QoE Oriented Adaptive Streaming Method for 360° Virtual Reality Videos
PubDate: April 2020
Teams: Wuhan University of Technology；Dublin City University
Writers: Yi Han; Yafeng Ma; Yangzhe Liao; Gabriel-Miro Muntean
Recently streaming virtual reality (VR) video has become increasingly accessible to a growing number of consumers following the rapid development of network capacity and widespread high specification devices. Various solutions have been proposed including adaptive streaming methods for VR videos. However, the high bandwidth requirement of VR videos brings new challenges in designing proper adaptive streaming methods with respect to VR characteristics in terms of both coding and transmission.
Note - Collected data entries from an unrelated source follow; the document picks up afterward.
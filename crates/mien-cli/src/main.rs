use anyhow::{Context, Result};
use clap::{Parser, Subcommand};
use mien_core::annotate::{self, Annotation};
use mien_core::{Face, FaceAnalyzer};
use std::path::{Path, PathBuf};

#[derive(Parser)]
#[command(name = "mien", about = "Mien face analysis CLI")]
struct Cli {
    #[command(subcommand)]
    command: Commands,
}

#[derive(Subcommand)]
enum Commands {
    /// Detect faces in an image
    Detect {
        /// Image file to analyze
        image: PathBuf,
        /// Write an annotated copy of the image here
        #[arg(long)]
        annotate: Option<PathBuf>,
        /// Print detections as JSON
        #[arg(long)]
        json: bool,
        /// Directory containing the ONNX model files
        #[arg(long, default_value_os_t = mien_core::default_model_dir())]
        model_dir: PathBuf,
    },
    /// Compare the best face in two images
    Compare {
        /// First image
        a: PathBuf,
        /// Second image
        b: PathBuf,
        /// Cosine similarity a match must strictly exceed
        #[arg(long, default_value_t = 0.4)]
        threshold: f32,
        /// Directory containing the ONNX model files
        #[arg(long, default_value_os_t = mien_core::default_model_dir())]
        model_dir: PathBuf,
    },
    /// Check that the model files are present
    Models {
        /// Directory containing the ONNX model files
        #[arg(long, default_value_os_t = mien_core::default_model_dir())]
        model_dir: PathBuf,
    },
}

fn main() -> Result<()> {
    tracing_subscriber::fmt()
        .with_env_filter(tracing_subscriber::EnvFilter::from_default_env())
        .init();

    let cli = Cli::parse();

    match cli.command {
        Commands::Detect {
            image,
            annotate,
            json,
            model_dir,
        } => cmd_detect(&image, annotate.as_deref(), json, &model_dir),
        Commands::Compare {
            a,
            b,
            threshold,
            model_dir,
        } => cmd_compare(&a, &b, threshold, &model_dir),
        Commands::Models { model_dir } => cmd_models(&model_dir),
    }
}

fn open_analyzer(model_dir: &Path) -> Result<FaceAnalyzer> {
    let detector = model_dir.join(mien_core::SCRFD_MODEL_FILE);
    let recognizer = model_dir.join(mien_core::ARCFACE_MODEL_FILE);
    FaceAnalyzer::open(
        detector.to_string_lossy().as_ref(),
        recognizer.to_string_lossy().as_ref(),
    )
    .context("failed to load models (see `mien models`)")
}

fn load_rgb(path: &Path) -> Result<image::RgbImage> {
    Ok(image::open(path)
        .with_context(|| format!("failed to open {}", path.display()))?
        .to_rgb8())
}

fn cmd_detect(
    image_path: &Path,
    annotate_out: Option<&Path>,
    json: bool,
    model_dir: &Path,
) -> Result<()> {
    let mut analyzer = open_analyzer(model_dir)?;
    let image = load_rgb(image_path)?;
    let faces = analyzer.analyze(&image)?;

    if json {
        let entries: Vec<_> = faces.iter().map(face_json).collect();
        println!("{}", serde_json::to_string_pretty(&entries)?);
    } else {
        println!("{} face(s) detected", faces.len());
        for (i, face) in faces.iter().enumerate() {
            let b = &face.bbox;
            println!(
                "  face {i}: at ({:.0}, {:.0}) size {:.0}x{:.0} confidence {:.3}",
                b.x, b.y, b.width, b.height, b.confidence
            );
            if let Some(landmarks) = &b.landmarks {
                let points: Vec<String> = landmarks
                    .iter()
                    .map(|(x, y)| format!("({x:.0}, {y:.0})"))
                    .collect();
                println!("    landmarks: {}", points.join(" "));
            }
        }
    }

    if let Some(out) = annotate_out {
        let annotations: Vec<Annotation> = faces
            .iter()
            .map(|f| Annotation {
                bbox: f.bbox.clone(),
                label: format!("{:.2}", f.bbox.confidence),
            })
            .collect();
        let font = annotate::load_label_font(None);
        let mut canvas = image;
        annotate::draw_annotations(&mut canvas, &annotations, font.as_ref());
        canvas
            .save(out)
            .with_context(|| format!("failed to write {}", out.display()))?;
        println!("annotated image written to {}", out.display());
    }

    Ok(())
}

fn face_json(face: &Face) -> serde_json::Value {
    serde_json::json!({
        "x": face.bbox.x,
        "y": face.bbox.y,
        "width": face.bbox.width,
        "height": face.bbox.height,
        "confidence": face.bbox.confidence,
        "landmarks": face.bbox.landmarks,
        "embedding_dims": face.embedding.values.len(),
    })
}

fn cmd_compare(a: &Path, b: &Path, threshold: f32, model_dir: &Path) -> Result<()> {
    let mut analyzer = open_analyzer(model_dir)?;
    let face_a = best_face(&mut analyzer, a)?;
    let face_b = best_face(&mut analyzer, b)?;

    let similarity = face_a.embedding.similarity(&face_b.embedding);
    let distance = face_a.embedding.euclidean_distance(&face_b.embedding);

    println!("cosine similarity:  {similarity:.4}");
    println!("euclidean distance: {distance:.4}");
    // Same strict-greater rule the daemon applies.
    if similarity > threshold {
        println!("verdict: match (threshold {threshold})");
    } else {
        println!("verdict: no match (threshold {threshold})");
    }

    Ok(())
}

/// Analyze an image and return its highest-confidence face.
fn best_face(analyzer: &mut FaceAnalyzer, path: &Path) -> Result<Face> {
    let image = load_rgb(path)?;
    analyzer
        .analyze(&image)?
        .into_iter()
        .next()
        .with_context(|| format!("no face detected in {}", path.display()))
}

fn cmd_models(model_dir: &Path) -> Result<()> {
    println!("model directory: {}", model_dir.display());
    let mut missing = false;
    for (role, file) in [
        ("detector (scrfd)", mien_core::SCRFD_MODEL_FILE),
        ("recognizer (arcface)", mien_core::ARCFACE_MODEL_FILE),
    ] {
        let path = model_dir.join(file);
        if path.exists() {
            println!("  {role}: {} [ok]", path.display());
        } else {
            println!("  {role}: {} [missing]", path.display());
            missing = true;
        }
    }
    if missing {
        anyhow::bail!("one or more model files are missing; fetch the insightface buffalo_l bundle");
    }
    Ok(())
}

#[cfg(test)]
mod tests {
    use super::*;
    use clap::CommandFactory;

    #[test]
    fn test_cli_definition_is_valid() {
        Cli::command().debug_assert();
    }

    #[test]
    fn test_model_dir_defaults_to_the_shared_location() {
        let cli = Cli::try_parse_from(["mien", "models"]).expect("parse");
        match cli.command {
            Commands::Models { model_dir } => {
                assert_eq!(model_dir, mien_core::default_model_dir());
            }
            _ => panic!("expected models command"),
        }
    }

    #[test]
    fn test_detect_flags_parse() {
        let cli = Cli::try_parse_from([
            "mien",
            "detect",
            "photo.jpg",
            "--json",
            "--model-dir",
            "/opt/models",
        ])
        .expect("parse");
        match cli.command {
            Commands::Detect {
                image,
                json,
                model_dir,
                ..
            } => {
                assert_eq!(image, PathBuf::from("photo.jpg"));
                assert!(json);
                assert_eq!(model_dir, PathBuf::from("/opt/models"));
            }
            _ => panic!("expected detect command"),
        }
    }
}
Streaming VR videos differ from traditional 2D videos as their users’ perceptual Quality of Experience (QoE) is more sensitive to video stalls, quality variations, and as a matter of novelty, viewport dependent. The viewport movement is associated with new issues in adaptive streaming scheme design. In order to adapt to the fast viewport movement and restrict time constraints in VR videos, a tile-based VR video format adjustment is adopted in our research. In this paper, we present Q360AS, a novel adaptive streaming method for 360° VR videos that aims at maximizing the overall QoE during the transmission in environments with varying network conditions. The proposed method shows a notable increase in real-time QoE in comparison to existing adaptive VR video streaming methods.